┌─ DATA TO USE

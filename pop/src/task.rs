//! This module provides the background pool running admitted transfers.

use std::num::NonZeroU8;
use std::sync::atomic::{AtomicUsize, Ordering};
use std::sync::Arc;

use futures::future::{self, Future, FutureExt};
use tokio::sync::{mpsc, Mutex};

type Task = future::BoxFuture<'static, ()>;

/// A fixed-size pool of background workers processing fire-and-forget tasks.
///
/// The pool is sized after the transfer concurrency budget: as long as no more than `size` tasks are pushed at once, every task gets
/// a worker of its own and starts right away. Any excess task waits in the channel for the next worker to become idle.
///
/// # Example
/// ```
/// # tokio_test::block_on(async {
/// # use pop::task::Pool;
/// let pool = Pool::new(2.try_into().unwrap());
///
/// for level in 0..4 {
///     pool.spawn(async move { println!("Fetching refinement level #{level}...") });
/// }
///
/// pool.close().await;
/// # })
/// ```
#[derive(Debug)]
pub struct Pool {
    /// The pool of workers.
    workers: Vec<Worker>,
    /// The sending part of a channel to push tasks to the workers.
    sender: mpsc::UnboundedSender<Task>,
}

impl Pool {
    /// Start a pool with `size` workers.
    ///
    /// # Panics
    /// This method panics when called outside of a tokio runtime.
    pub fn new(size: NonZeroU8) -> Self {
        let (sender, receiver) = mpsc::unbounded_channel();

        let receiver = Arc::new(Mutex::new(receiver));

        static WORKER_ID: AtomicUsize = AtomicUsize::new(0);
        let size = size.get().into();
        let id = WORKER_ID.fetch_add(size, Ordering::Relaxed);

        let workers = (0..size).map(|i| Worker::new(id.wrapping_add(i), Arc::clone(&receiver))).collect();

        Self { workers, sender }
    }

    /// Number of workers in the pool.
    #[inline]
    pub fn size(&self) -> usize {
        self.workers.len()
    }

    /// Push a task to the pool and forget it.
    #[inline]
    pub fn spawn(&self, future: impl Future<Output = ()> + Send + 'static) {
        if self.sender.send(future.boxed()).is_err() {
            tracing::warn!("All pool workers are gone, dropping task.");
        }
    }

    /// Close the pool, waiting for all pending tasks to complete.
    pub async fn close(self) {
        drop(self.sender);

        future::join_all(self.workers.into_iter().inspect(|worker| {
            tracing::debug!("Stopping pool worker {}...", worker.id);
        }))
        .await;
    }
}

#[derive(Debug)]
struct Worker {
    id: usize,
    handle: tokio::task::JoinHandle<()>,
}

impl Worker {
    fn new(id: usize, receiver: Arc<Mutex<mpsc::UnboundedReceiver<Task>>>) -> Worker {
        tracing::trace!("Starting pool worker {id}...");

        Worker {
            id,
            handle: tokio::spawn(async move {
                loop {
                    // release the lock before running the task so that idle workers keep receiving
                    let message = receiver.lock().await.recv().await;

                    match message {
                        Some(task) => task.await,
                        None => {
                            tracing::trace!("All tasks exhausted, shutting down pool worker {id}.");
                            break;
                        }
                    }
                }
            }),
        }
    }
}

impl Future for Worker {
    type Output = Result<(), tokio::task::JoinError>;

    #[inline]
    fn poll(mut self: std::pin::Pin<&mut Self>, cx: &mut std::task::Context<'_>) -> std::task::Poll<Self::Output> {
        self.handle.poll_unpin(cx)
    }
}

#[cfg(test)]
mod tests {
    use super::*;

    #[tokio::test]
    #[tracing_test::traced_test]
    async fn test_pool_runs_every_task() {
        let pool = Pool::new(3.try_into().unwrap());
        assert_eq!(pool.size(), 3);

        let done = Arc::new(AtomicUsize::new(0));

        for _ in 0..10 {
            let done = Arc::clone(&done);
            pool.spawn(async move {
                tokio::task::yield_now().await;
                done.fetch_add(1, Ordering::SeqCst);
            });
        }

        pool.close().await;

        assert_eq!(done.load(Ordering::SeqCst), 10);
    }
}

└─

* **EXERCISE REQUIREMENTS**: Each line in the records above that contains the word "impl" must be copied.

* **SOLUTION TO THE PROBLEM**:
impl Pool {
    pub fn spawn(&self, future: impl Future<Output = ()> + Send + 'static) {
impl Worker {
impl Future for Worker {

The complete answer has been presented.